→ **Prompt**
In the data below, find every line with the word "text" and copy it.

-- -- --

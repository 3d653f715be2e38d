use yew::prelude::*;

use crate::components::icons::{Icon, SvgIcon};
use crate::components::reveal::{RevealOnScroll, RevealVariant};
use crate::content::TRUST_ITEMS;

#[function_component(TrustBar)]
pub fn trust_bar() -> Html {
    html! {
        <div class="trust-bar">
            <style>
                {r#"
                    .trust-bar {
                        background: #f8fafc;
                        padding: 2.5rem 0;
                        border-bottom: 1px solid #e2e8f0;
                    }
                    .trust-bar .container { overflow: hidden; }
                    .trust-items {
                        display: flex;
                        flex-wrap: wrap;
                        justify-content: center;
                        align-items: center;
                        gap: 2rem;
                        opacity: 0.6;
                        filter: grayscale(100%);
                        transition: filter 0.5s;
                    }
                    .trust-items:hover { filter: grayscale(0); }
                    .trust-item {
                        display: flex;
                        align-items: center;
                        gap: 0.5rem;
                        font-weight: 600;
                        color: #0f172a;
                    }
                    .trust-item .icon { color: #2563eb; }
                    @media (min-width: 768px) {
                        .trust-items { justify-content: space-between; }
                    }
                "#}
            </style>
            <div class="container">
                <RevealOnScroll variant={RevealVariant::SlideInLeft}>
                    <div class="trust-items">
                        { for TRUST_ITEMS.iter().map(|item| html! {
                            <div key={item.to_string()} class="trust-item">
                                <SvgIcon icon={Icon::ShieldCheck} />
                                <span>{*item}</span>
                            </div>
                        }) }
                    </div>
                </RevealOnScroll>
            </div>
        </div>
    }
}
use yew::prelude::*;

use crate::components::reveal::{use_reveal, RevealOnScroll, RevealVariant};
use crate::content::PROCESS_STEPS;

const STEP_DELAY_MS: u32 = 200;

#[function_component(Timeline)]
pub fn timeline() -> Html {
    let track = use_node_ref();
    let drawn = use_reveal(track.clone(), "0px");

    html! {
        <section id="process" class="timeline">
            <style>
                {r#"
                    .timeline {
                        padding: 5rem 0;
                        background: #fff;
                    }
                    .timeline .section-title {
                        text-align: center;
                        margin-bottom: 4rem;
                    }
                    .timeline-track {
                        position: relative;
                        max-width: 56rem;
                        margin: 0 auto;
                    }
                    .timeline-line {
                        position: absolute;
                        top: 0;
                        left: 19px;
                        width: 2px;
                        height: 0;
                        background: #e2e8f0;
                        transform: translateX(-50%);
                        transition: height 1.5s linear;
                    }
                    .timeline-line.drawn { height: 100%; }
                    .timeline-step {
                        position: relative;
                        z-index: 10;
                        display: flex;
                        align-items: flex-start;
                        gap: 2rem;
                        margin-bottom: 3rem;
                    }
                    .timeline-body {
                        flex: 1;
                        padding-left: 3rem;
                    }
                    .timeline-body h3 {
                        font-size: 1.25rem;
                        font-weight: 700;
                        color: #0f172a;
                        margin: 0;
                    }
                    .timeline-body p {
                        color: #64748b;
                        margin: 0.5rem 0 0;
                    }
                    .timeline-node {
                        position: absolute;
                        left: 0;
                        width: 2.5rem;
                        height: 2.5rem;
                        display: flex;
                        align-items: center;
                        justify-content: center;
                        background: #fff;
                        border: 4px solid #3b82f6;
                        border-radius: 9999px;
                        font-size: 0.75rem;
                        font-weight: 700;
                        color: #0f172a;
                        box-shadow: 0 4px 6px -1px rgba(0, 0, 0, 0.1);
                        transform: translateX(-2px);
                    }
                    .timeline-spacer { display: none; }
                    @media (min-width: 768px) {
                        .timeline-line { left: 50%; }
                        .timeline-step { align-items: center; }
                        .timeline-step.even { flex-direction: row; }
                        .timeline-step.odd { flex-direction: row-reverse; }
                        .timeline-step.even .timeline-body { text-align: right; }
                        .timeline-step.odd .timeline-body { text-align: left; }
                        .timeline-body { padding-left: 0; }
                        .timeline-node { left: 50%; transform: translateX(-50%); }
                        .timeline-spacer { display: block; flex: 1; }
                    }
                "#}
            </style>
            <div class="container">
                <h2 class="section-title">{"How We Work"}</h2>

                <div ref={track} class="timeline-track">
                    <div class={classes!("timeline-line", drawn.then_some("drawn"))}></div>

                    { for PROCESS_STEPS.iter().enumerate().map(|(i, step)| html! {
                        <RevealOnScroll
                            key={step.num.to_string()}
                            variant={RevealVariant::FadeInUp}
                            delay_ms={i as u32 * STEP_DELAY_MS}
                            root_margin="-100px"
                        >
                            <div class={classes!("timeline-step", if i % 2 == 0 { "even" } else { "odd" })}>
                                <div class="timeline-body">
                                    <h3>{step.title}</h3>
                                    <p>{step.desc}</p>
                                </div>
                                <div class="timeline-node">{step.num}</div>
                                <div class="timeline-spacer"></div>
                            </div>
                        </RevealOnScroll>
                    }) }
                </div>
            </div>
        </section>
    }
}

-- -- --

→ **Reply**
                        text-align: center;
                        .timeline-step.even .timeline-body { text-align: right; }
                        .timeline-step.odd .timeline-body { text-align: left; }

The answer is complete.